YOUR GOAL - Please list all lines of the material below in which the string "Parser" occurs.

TASK MATERIAL -
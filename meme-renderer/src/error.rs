//! Renderer error types.

use thiserror::Error;

/// Result type for renderer operations.
pub type RenderResult<T> = Result<T, RenderError>;

/// Errors that can occur while composing, rasterizing or encoding a board.
#[derive(Debug, Error)]
pub enum RenderError {
    /// The composed SVG could not be parsed.
    #[error("SVG parsing failed: {0}")]
    Svg(String),

    /// The target pixmap could not be allocated.
    #[error("Failed to create {width}x{height} pixmap")]
    Pixmap {
        /// Requested width in pixels.
        width: u32,
        /// Requested height in pixels.
        height: u32,
    },

    /// PNG or JPEG encoding failed.
    #[error("{format} encoding failed: {message}")]
    Encode {
        /// Name of the output format.
        format: &'static str,
        /// Encoder message.
        message: String,
    },

    /// A watermark image could not be loaded.
    #[error("Failed to load watermark: {0}")]
    Watermark(String),

    /// Writing an artifact to disk failed.
    #[error("I/O error: {0}")]
    Io(#[from] std::io::Error),
}
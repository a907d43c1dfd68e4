//! The editor: one explicit state object tying the model together.
//!
//! An [`Editor`] owns the element store, the selection, the gesture state,
//! the background, undo history and the persistence slot. Hosts feed it
//! [`EditorEvent`]s in delivery order and re-render whenever
//! [`Editor::needs_render`] says so.

use std::sync::Arc;

use crate::background::{Background, DEFAULT_BACKGROUND};
use crate::element::{ElementId, ElementKind, ElementPatch, Point, TextAlign};
use crate::error::CoreResult;
use crate::event::{EditorEvent, KeyModifiers, PointerEvent, PointerPhase};
use crate::geometry::{GlyphEstimate, TextMeasure};
use crate::history::{History, Snapshot, DEFAULT_HISTORY_LIMIT};
use crate::interaction::{Gesture, GestureEnd, InteractionController, PointerDown};
use crate::persistence::{Persistence, SavedState};
use crate::selection::{self, Selection};
use crate::store::{BoardSize, ElementStore};

/// Caption of the placeholder text on a fresh board.
pub const DEFAULT_CAPTION: &str = "Create your meme";

/// Caption given by the "add text" button.
pub const NEW_TEXT_CAPTION: &str = "New text";

/// Editor settings.
#[derive(Debug, Clone)]
pub struct EditorConfig {
    /// Board size.
    pub board: BoardSize,
    /// Background descriptor for a fresh board.
    pub background: String,
    /// Caption of the placeholder text on a fresh board.
    pub default_caption: String,
    /// Caption used by "add text" when none is given.
    pub new_text_caption: String,
    /// Number of undo steps kept.
    pub history_limit: usize,
    /// Text metrics used for every box computation.
    pub measurer: Arc<dyn TextMeasure>,
}

impl Default for EditorConfig {
    fn default() -> Self {
        Self {
            board: BoardSize::default(),
            background: DEFAULT_BACKGROUND.to_string(),
            default_caption: DEFAULT_CAPTION.to_string(),
            new_text_caption: NEW_TEXT_CAPTION.to_string(),
            history_limit: DEFAULT_HISTORY_LIMIT,
            measurer: Arc::new(GlyphEstimate),
        }
    }
}
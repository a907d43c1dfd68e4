//! Error types for editor operations.

use thiserror::Error;

/// Result type for editor operations.
pub type CoreResult<T> = Result<T, CoreError>;

/// Errors that can occur in editor operations.
///
/// Missing element ids are deliberately absent: mutating or deleting an
/// element that no longer exists is a no-op, not an error.
#[derive(Debug, Error)]
pub enum CoreError {
    /// Persisted state serialization/deserialization error.
    #[error("Serialization error: {0}")]
    Serialization(#[from] serde_json::Error),

    /// The key-value slot could not be read or written.
    #[error("Storage error: {0}")]
    Storage(#[from] StorageError),

    /// A background descriptor could not be understood.
    #[error("Invalid background descriptor: {0}")]
    InvalidBackground(String),
}

/// Errors raised by a [`KeyValueStore`](crate::persistence::KeyValueStore).
#[derive(Debug, Error)]
pub enum StorageError {
    /// An I/O error occurred while touching a file-backed slot.
    #[error("IO error: {0}")]
    Io(#[from] std::io::Error),

    /// The storage backend is not available in this environment.
    #[error("Storage unavailable: {0}")]
    Unavailable(String),

    /// The backend rejected the write (quota exceeded, read-only, ...).
    #[error("Write rejected: {0}")]
    WriteRejected(String),
}
//! # Meme Viber Host
//!
//! Headless host for the Meme Viber editor: restores the board from a
//! file-backed slot, replays editing sessions with autosave, exports the
//! board to PNG/JPEG, and submits donations to the payment relay.
//!
//! ## Usage
//!
//! ```bash
//! meme-viber replay session.json --out meme.png
//! meme-viber render --format jpeg
//! meme-viber donate --phone 0712345678 --amount 1000 --name Amina
//! ```
//!
//! ## Configuration
//!
//! Flags override environment variables, which override defaults. See
//! [`CliArgs`] for the full list.

#![forbid(unsafe_code)]
#![deny(missing_docs)]
#![deny(clippy::all)]
#![deny(clippy::pedantic)]

pub mod error;
pub mod payment;
pub mod session;

pub use error::{AppError, AppResult};
pub use payment::{
    DonateError, DonationFlow, DonationForm, DonationRequest, PaymentClient, PaymentError,
    PaymentResponse, ValidationError,
};
pub use session::{export_board, load_script, parse_script, AutosaveTask, Session};

use std::path::PathBuf;
use std::time::Duration;

use clap::{Parser, Subcommand};
use meme_core::store::BoardSize;
use meme_core::{EditorConfig, FileStorage, Persistence};
use meme_renderer::{ExportFormat, RendererConfig, Watermark};

/// Command-line arguments for meme-viber.
#[derive(Debug, Clone, Parser)]
#[command(name = "meme-viber")]
#[command(about = "Meme Viber editor host: replay, export and donate")]
#[command(version)]
pub struct CliArgs {
    /// Directory holding the saved board
    #[arg(long, global = true, env = "MEME_STORAGE_DIR", default_value = ".meme-viber")]
    pub storage_dir: PathBuf,

    /// Storage slot name
    #[arg(
        long,
        global = true,
        env = "MEME_STORAGE_KEY",
        default_value = meme_core::DEFAULT_STORAGE_KEY
    )]
    pub storage_key: String,

    /// Board width in CSS pixels
    #[arg(long, global = true, default_value = "400")]
    pub board_width: f32,

    /// Board height in CSS pixels
    #[arg(long, global = true, default_value = "600")]
    pub board_height: f32,

    /// Output pixels per board pixel
    #[arg(long, global = true, env = "MEME_DPR", default_value = "1.0")]
    pub device_pixel_ratio: f32,

    /// Seconds between autosaves
    #[arg(long, global = true, env = "MEME_AUTOSAVE_SECS", default_value = "10")]
    pub autosave_secs: u64,

    /// Donation relay endpoint
    #[arg(
        long,
        global = true,
        env = "MEME_PAYMENT_ENDPOINT",
        default_value = "http://localhost:3000/api/payment"
    )]
    pub payment_endpoint: String,

    /// Donation request timeout in seconds
    #[arg(long, global = true, default_value = "15")]
    pub payment_timeout_secs: u64,

    /// Watermark label
    #[arg(long, global = true, default_value = meme_renderer::DEFAULT_LABEL)]
    pub watermark_text: String,

    /// Watermark image (PNG or JPEG); replaces the label
    #[arg(long, global = true)]
    pub watermark_image: Option<PathBuf>,

    /// What to do
    #[command(subcommand)]
    pub command: Command,
}

/// Host subcommands.
#[derive(Debug, Clone, Subcommand)]
pub enum Command {
    /// Export the saved board to an image file
    Render {
        /// Output path (default: meme-<millis>.<ext>)
        #[arg(long)]
        out: Option<PathBuf>,
        /// Image format: png or jpeg
        #[arg(long, default_value = "png")]
        format: ExportFormat,
        /// Export even when no caption has text
        #[arg(long)]
        force: bool,
    },
    /// Apply a JSON array of editor events to the saved board
    Replay {
        /// Event script
        script: PathBuf,
        /// Also export the result to this path
        #[arg(long)]
        out: Option<PathBuf>,
        /// Image format for --out
        #[arg(long, default_value = "png")]
        format: ExportFormat,
    },
    /// Clear the saved board
    Reset,
    /// Send a donation through the payment relay
    Donate {
        /// Mobile-money phone number
        #[arg(long)]
        phone: String,
        /// Whole amount
        #[arg(long)]
        amount: String,
        /// Donor name (default: Donor)
        #[arg(long)]
        name: Option<String>,
    },
}

/// Resolved host configuration.
#[derive(Debug, Clone, PartialEq)]
pub struct AppConfig {
    /// Directory holding the saved board.
    pub storage_dir: PathBuf,
    /// Storage slot name.
    pub storage_key: String,
    /// Board size.
    pub board: BoardSize,
    /// Output pixels per board pixel.
    pub device_pixel_ratio: f32,
    /// Autosave period.
    pub autosave_every: Duration,
    /// Donation relay endpoint.
    pub payment_endpoint: String,
    /// Donation request timeout.
    pub payment_timeout: Duration,
    /// Watermark.
    pub watermark: Watermark,
}

impl Default for AppConfig {
    fn default() -> Self {
        Self {
            storage_dir: PathBuf::from(".meme-viber"),
            storage_key: meme_core::DEFAULT_STORAGE_KEY.to_string(),
            board: BoardSize::default(),
            device_pixel_ratio: 1.0,
            autosave_every: Duration::from_secs(10),
            payment_endpoint: "http://localhost:3000/api/payment".to_string(),
            payment_timeout: payment::DEFAULT_PAYMENT_TIMEOUT,
            watermark: Watermark::default(),
        }
    }
}

impl From<&CliArgs> for AppConfig {
    fn from(args: &CliArgs) -> Self {
        Self {
            storage_dir: args.storage_dir.clone(),
            storage_key: args.storage_key.clone(),
            board: BoardSize::new(args.board_width, args.board_height),
            device_pixel_ratio: args.device_pixel_ratio,
            autosave_every: Duration::from_secs(args.autosave_secs.max(1)),
            payment_endpoint: args.payment_endpoint.clone(),
            payment_timeout: Duration::from_secs(args.payment_timeout_secs.max(1)),
            watermark: args.watermark_image.clone().map_or_else(
                || Watermark::Label(args.watermark_text.clone()),
                Watermark::Image,
            ),
        }
    }
}

impl AppConfig {
    /// Editor settings for this board.
    #[must_use]
    pub fn editor_config(&self) -> EditorConfig {
        EditorConfig {
            board: self.board,
            ..EditorConfig::default()
        }
    }

    /// Renderer settings.
    #[must_use]
    pub fn renderer_config(&self) -> RendererConfig {
        RendererConfig {
            device_pixel_ratio: self.device_pixel_ratio,
            watermark: self.watermark.clone(),
            ..RendererConfig::default()
        }
    }

    /// The file-backed storage slot.
    #[must_use]
    pub fn persistence(&self) -> Persistence {
        Persistence::new(FileStorage::new(&self.storage_dir), self.storage_key.clone())
    }
}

REPLY -
use clap::{Parser, Subcommand};
#[derive(Debug, Clone, Parser)]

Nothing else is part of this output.